### What you have to do
Only the lines containing "configured" should appear in the answer, copied from the listing below.

### Source data
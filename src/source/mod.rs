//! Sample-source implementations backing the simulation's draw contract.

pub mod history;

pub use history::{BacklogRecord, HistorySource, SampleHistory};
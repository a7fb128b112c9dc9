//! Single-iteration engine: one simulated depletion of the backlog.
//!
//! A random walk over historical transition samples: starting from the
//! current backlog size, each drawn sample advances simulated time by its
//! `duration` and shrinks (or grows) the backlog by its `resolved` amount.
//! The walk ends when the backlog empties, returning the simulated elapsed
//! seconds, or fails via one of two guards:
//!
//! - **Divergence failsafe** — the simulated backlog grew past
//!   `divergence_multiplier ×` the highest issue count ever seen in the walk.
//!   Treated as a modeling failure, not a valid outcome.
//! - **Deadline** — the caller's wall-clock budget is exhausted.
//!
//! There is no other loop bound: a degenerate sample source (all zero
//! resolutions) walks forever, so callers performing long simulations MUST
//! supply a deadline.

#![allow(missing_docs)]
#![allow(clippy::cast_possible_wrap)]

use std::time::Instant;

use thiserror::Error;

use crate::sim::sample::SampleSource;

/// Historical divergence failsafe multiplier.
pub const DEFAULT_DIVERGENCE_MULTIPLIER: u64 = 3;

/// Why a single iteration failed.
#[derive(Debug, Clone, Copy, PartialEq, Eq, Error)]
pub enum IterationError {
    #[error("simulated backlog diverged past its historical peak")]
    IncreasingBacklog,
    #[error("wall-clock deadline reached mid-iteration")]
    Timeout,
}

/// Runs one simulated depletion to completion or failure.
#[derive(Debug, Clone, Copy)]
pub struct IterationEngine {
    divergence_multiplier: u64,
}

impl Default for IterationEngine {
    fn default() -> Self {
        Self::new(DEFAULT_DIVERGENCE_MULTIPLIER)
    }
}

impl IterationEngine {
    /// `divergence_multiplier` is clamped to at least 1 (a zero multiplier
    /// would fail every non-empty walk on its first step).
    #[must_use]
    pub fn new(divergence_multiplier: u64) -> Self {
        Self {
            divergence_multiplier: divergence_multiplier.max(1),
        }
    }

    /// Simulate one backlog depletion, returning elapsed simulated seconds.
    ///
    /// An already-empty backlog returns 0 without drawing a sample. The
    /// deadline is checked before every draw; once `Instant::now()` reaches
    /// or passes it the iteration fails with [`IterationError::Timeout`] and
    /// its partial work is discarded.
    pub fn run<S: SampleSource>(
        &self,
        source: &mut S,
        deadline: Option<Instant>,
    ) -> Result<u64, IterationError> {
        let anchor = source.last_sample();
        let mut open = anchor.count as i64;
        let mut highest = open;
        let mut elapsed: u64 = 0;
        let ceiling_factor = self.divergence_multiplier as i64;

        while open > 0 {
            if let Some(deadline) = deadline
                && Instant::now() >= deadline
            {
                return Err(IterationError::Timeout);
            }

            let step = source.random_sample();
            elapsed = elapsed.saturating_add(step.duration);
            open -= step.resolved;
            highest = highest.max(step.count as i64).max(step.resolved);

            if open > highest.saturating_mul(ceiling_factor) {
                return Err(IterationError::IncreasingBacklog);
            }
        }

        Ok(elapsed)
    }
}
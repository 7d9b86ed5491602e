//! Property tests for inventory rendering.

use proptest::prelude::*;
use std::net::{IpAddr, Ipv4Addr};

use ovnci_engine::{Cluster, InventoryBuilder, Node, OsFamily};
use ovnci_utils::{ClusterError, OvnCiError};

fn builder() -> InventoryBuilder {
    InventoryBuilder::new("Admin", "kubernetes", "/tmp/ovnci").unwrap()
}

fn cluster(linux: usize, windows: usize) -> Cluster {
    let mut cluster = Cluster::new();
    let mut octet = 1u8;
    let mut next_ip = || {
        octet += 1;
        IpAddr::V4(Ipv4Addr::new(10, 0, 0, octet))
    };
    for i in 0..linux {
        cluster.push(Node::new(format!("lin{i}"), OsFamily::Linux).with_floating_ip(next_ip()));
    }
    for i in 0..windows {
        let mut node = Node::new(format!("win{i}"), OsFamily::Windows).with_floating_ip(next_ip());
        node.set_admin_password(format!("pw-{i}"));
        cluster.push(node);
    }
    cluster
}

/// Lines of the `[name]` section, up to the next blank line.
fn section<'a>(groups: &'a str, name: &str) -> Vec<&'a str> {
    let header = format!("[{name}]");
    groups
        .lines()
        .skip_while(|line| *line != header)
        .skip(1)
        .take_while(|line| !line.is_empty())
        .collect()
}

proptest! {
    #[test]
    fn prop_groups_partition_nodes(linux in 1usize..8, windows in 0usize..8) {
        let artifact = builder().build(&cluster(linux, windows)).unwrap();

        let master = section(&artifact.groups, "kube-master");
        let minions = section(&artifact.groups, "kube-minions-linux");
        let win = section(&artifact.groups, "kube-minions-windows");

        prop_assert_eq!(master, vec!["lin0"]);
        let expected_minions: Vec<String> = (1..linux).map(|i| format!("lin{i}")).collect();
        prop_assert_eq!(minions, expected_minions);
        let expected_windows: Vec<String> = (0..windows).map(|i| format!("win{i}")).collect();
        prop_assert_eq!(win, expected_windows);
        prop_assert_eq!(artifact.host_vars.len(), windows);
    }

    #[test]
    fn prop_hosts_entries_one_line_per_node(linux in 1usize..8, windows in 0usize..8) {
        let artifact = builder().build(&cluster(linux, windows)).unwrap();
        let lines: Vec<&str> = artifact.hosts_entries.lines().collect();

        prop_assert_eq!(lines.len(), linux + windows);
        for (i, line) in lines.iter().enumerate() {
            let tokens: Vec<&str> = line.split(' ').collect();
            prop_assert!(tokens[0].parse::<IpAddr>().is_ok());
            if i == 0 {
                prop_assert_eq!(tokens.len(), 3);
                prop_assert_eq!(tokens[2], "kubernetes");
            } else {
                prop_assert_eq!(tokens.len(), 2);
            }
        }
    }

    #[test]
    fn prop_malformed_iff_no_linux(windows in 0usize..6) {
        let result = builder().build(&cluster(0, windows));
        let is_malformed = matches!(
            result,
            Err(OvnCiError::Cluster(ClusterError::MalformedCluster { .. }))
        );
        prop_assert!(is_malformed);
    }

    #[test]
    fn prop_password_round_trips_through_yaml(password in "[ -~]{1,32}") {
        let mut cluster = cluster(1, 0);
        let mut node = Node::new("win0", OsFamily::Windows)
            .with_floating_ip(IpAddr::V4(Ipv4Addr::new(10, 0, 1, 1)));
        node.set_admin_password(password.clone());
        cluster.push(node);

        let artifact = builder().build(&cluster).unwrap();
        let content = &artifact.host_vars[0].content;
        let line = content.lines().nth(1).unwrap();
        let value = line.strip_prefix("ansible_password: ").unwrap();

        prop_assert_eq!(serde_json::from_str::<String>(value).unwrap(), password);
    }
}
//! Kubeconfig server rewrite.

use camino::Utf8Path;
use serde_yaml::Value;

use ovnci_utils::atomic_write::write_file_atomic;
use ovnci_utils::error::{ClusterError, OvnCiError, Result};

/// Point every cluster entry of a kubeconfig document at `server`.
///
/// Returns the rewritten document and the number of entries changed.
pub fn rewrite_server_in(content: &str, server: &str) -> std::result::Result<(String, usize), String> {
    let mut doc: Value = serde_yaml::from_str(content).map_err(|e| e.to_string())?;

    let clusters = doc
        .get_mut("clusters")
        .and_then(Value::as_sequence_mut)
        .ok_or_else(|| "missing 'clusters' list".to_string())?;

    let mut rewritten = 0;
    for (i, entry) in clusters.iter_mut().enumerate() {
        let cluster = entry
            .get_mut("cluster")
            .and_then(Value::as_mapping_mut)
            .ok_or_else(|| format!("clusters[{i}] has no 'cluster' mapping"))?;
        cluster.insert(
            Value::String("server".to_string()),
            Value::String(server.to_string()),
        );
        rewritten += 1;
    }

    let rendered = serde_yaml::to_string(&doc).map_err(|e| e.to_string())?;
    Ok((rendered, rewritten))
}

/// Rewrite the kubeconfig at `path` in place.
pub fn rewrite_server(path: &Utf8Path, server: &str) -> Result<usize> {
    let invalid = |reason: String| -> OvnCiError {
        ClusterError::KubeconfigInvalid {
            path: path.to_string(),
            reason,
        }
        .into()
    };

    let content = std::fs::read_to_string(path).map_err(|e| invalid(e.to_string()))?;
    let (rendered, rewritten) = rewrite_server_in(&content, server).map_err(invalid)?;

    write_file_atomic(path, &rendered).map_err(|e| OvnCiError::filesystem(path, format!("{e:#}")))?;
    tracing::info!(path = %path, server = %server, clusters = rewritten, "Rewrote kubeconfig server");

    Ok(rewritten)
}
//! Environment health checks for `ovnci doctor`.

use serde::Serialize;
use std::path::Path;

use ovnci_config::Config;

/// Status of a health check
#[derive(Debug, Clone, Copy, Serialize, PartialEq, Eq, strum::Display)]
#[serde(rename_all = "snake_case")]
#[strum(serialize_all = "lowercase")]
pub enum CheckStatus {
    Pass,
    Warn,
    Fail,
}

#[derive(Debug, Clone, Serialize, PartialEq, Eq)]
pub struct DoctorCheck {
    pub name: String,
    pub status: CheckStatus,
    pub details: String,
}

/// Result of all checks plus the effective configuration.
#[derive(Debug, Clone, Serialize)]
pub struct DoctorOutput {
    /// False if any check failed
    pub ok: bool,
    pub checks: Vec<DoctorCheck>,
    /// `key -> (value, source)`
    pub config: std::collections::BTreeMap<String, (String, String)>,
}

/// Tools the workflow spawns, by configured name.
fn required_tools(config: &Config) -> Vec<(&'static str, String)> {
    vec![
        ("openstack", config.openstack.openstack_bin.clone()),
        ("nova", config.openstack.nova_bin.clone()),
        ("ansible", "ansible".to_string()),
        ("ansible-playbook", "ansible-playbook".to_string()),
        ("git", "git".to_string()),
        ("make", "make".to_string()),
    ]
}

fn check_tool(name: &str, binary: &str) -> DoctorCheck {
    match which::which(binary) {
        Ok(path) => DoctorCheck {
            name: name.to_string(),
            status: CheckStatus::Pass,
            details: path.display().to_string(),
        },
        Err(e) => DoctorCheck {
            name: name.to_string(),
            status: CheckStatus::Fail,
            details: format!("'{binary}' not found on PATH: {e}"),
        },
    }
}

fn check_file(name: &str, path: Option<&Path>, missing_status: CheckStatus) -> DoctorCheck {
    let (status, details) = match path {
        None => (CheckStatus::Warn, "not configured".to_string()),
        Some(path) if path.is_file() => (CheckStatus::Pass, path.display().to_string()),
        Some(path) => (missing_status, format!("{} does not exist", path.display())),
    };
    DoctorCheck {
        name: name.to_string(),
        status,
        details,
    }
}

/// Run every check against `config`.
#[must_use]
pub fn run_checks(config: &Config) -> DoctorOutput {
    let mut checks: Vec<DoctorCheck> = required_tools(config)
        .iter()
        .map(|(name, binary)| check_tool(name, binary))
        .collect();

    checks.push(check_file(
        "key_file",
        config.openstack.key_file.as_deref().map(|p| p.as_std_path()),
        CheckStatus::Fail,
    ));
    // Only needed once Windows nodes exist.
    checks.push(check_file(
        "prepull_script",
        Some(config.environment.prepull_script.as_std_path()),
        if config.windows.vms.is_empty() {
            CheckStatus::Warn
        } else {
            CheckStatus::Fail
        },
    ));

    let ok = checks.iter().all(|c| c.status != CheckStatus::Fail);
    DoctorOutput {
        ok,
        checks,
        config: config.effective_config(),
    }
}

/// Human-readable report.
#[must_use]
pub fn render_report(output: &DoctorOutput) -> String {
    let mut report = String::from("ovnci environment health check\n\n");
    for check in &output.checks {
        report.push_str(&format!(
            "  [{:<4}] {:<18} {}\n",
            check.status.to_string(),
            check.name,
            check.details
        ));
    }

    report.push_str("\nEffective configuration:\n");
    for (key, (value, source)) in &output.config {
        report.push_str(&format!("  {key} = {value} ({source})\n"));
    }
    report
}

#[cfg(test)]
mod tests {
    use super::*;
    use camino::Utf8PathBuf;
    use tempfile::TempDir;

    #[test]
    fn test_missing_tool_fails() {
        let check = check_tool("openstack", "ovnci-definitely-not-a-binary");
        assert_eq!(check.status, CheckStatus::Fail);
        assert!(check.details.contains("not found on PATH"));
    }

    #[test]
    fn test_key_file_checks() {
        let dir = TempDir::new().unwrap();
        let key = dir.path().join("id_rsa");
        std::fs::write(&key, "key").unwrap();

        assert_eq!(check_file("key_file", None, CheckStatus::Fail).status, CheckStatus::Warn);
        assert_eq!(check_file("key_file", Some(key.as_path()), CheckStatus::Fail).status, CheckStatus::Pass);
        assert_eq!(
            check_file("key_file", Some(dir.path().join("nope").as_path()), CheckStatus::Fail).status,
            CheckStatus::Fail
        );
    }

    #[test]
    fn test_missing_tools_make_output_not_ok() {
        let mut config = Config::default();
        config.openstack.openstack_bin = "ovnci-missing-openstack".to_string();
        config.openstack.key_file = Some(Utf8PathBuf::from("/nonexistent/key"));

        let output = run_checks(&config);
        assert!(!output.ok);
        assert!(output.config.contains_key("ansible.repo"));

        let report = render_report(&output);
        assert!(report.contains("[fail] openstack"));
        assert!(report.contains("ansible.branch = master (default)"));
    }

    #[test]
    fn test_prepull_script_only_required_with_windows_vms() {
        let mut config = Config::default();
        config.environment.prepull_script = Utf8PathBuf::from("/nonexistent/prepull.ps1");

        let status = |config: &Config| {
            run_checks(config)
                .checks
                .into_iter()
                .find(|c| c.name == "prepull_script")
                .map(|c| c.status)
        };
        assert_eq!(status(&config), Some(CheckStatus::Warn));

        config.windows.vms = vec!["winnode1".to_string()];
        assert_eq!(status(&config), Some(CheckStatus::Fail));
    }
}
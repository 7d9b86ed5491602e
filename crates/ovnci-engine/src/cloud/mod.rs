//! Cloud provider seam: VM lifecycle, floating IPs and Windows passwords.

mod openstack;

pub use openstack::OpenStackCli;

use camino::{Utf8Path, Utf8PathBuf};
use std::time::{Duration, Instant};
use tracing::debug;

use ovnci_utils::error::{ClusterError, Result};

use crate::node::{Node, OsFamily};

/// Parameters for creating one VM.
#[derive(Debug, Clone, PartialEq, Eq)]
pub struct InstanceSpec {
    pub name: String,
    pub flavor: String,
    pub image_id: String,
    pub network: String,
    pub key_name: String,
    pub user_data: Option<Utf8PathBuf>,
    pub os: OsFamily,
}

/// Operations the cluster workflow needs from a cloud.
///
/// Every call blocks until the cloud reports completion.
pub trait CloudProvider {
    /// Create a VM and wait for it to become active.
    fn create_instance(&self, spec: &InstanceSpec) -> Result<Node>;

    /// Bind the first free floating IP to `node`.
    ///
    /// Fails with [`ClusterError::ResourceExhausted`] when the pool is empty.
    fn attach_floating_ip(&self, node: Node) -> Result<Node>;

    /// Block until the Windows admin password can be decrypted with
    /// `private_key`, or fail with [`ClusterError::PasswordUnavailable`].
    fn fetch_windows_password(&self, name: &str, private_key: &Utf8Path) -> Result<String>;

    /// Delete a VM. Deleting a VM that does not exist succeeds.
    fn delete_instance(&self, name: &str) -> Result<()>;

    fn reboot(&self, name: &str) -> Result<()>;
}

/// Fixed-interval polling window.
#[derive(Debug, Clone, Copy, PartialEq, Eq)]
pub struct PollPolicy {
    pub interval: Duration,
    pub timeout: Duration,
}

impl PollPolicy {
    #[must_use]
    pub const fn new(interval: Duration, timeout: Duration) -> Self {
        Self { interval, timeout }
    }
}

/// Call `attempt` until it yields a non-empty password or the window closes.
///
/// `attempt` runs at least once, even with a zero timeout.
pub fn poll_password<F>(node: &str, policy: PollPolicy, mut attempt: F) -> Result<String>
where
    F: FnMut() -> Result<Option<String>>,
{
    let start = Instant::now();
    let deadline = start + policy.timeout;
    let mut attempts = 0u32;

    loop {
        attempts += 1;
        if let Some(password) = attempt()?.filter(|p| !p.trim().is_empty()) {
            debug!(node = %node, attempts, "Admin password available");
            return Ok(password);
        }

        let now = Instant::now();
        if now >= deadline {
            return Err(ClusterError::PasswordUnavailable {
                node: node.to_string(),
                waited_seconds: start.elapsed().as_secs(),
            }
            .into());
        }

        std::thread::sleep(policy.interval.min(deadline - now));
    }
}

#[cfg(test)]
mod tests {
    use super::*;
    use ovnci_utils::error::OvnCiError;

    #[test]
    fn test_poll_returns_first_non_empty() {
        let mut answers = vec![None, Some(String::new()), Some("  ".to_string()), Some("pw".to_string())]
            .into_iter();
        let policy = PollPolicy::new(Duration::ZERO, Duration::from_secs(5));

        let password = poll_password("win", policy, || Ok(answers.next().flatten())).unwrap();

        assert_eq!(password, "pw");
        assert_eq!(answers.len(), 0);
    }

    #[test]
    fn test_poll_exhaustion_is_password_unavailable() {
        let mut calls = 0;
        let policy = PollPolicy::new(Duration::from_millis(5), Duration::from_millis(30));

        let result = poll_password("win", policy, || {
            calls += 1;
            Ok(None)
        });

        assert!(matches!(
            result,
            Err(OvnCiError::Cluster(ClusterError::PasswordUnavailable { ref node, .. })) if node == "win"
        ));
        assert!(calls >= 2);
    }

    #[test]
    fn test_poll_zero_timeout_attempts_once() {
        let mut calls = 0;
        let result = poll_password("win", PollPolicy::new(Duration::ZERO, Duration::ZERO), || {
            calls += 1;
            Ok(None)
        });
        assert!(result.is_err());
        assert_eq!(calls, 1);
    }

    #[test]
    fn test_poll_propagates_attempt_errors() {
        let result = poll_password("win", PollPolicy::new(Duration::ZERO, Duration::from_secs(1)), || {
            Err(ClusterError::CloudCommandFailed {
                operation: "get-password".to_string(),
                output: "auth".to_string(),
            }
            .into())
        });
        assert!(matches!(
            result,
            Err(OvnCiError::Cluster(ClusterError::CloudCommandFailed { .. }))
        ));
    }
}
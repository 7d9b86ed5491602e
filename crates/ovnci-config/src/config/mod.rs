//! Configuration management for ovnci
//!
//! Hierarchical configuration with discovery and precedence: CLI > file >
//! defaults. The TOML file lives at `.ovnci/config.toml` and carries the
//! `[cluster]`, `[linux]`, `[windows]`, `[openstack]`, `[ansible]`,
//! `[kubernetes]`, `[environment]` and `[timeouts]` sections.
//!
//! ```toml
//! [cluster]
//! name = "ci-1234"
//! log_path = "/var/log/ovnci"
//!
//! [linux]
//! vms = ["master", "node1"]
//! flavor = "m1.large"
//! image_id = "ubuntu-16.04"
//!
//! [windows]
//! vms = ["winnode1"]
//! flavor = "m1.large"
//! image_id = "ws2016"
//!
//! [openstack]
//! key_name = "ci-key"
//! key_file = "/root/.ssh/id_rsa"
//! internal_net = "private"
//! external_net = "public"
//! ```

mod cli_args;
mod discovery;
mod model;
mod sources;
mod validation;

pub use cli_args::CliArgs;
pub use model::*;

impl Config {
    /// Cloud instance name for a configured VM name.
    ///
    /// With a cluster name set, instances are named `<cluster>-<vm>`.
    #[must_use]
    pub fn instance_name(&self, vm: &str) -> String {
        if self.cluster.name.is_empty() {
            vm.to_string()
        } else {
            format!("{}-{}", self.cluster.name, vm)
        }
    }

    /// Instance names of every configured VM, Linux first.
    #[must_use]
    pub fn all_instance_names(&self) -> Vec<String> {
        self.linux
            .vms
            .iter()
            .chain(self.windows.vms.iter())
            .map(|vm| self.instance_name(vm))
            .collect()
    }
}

### Answer space
/// Tools the workflow spawns, by configured name.
        None => (CheckStatus::Warn, "not configured".to_string()),
    /// Cloud instance name for a configured VM name.
    /// Instance names of every configured VM, Linux first.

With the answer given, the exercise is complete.